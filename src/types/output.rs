//! Round-outcome output for the presentation layer

use serde::{Deserialize, Serialize};
use chrono::{DateTime, Utc};

use crate::types::{Move, RhythmState, RoundState, Winner};

/// Read-only view of the match, produced after every tick
#[derive(Debug, Clone, Serialize, Deserialize)]
pub struct MatchSnapshot {
    /// Timestamp
    pub timestamp: DateTime<Utc>,
    pub started: bool,
    pub rhythm_state: RhythmState,
    /// Current beat interval (ms)
    pub interval_ms: u64,
    pub round: u32,
    pub player_qi: f64,
    pub ai_qi: f64,
    pub player_move: Option<Move>,
    pub ai_move: Option<Move>,
    /// Live classifier reading while waiting for the clap
    #[serde(skip_serializing_if = "Option::is_none")]
    pub predicted_move: Option<Move>,
    pub message: String,
    pub winner: Winner,
    pub terminal: bool,
}

impl MatchSnapshot {
    pub fn new(
        state: &RoundState,
        started: bool,
        rhythm_state: RhythmState,
        interval_ms: u64,
        predicted_move: Option<Move>,
    ) -> Self {
        Self {
            timestamp: Utc::now(),
            started,
            rhythm_state,
            interval_ms,
            round: state.round,
            player_qi: state.player_qi,
            ai_qi: state.ai_qi,
            player_move: state.player_move,
            ai_move: state.ai_move,
            predicted_move,
            message: state.message.clone(),
            winner: state.winner,
            terminal: state.terminal,
        }
    }

    /// Icon the opponent portrait should show: the AI's move only while the
    /// action beat is on screen
    pub fn ai_icon(&self) -> &'static str {
        match (self.rhythm_state, self.ai_move) {
            (RhythmState::Action, Some(m)) => m.cue().icon,
            _ => Move::None.cue().icon,
        }
    }

    /// Format for parseable output (no colors)
    pub fn to_parseable_string(&self) -> String {
        format!(
            "round={} | state={} | player={} qi={:.1} | ai={} qi={:.1} | winner={} | terminal={}",
            self.round,
            self.rhythm_state,
            self.player_move.map(|m| m.name()).unwrap_or("-"),
            self.player_qi,
            self.ai_move.map(|m| m.name()).unwrap_or("-"),
            self.ai_qi,
            self.winner,
            self.terminal
        )
    }
}

/// Qi gauge fill, 20% per qi unit, clamped to [0, 100]
pub fn qi_bar_percent(qi: f64) -> f64 {
    (qi * 20.0).clamp(0.0, 100.0)
}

◇ ◇ ◇ ◇ ◇

• EXERCISE GOAL: If a line in the entries above contains "Serialize", report it.

• SOLUTION:
use serde::{Deserialize, Serialize};
#[derive(Debug, Clone, Serialize, Deserialize)]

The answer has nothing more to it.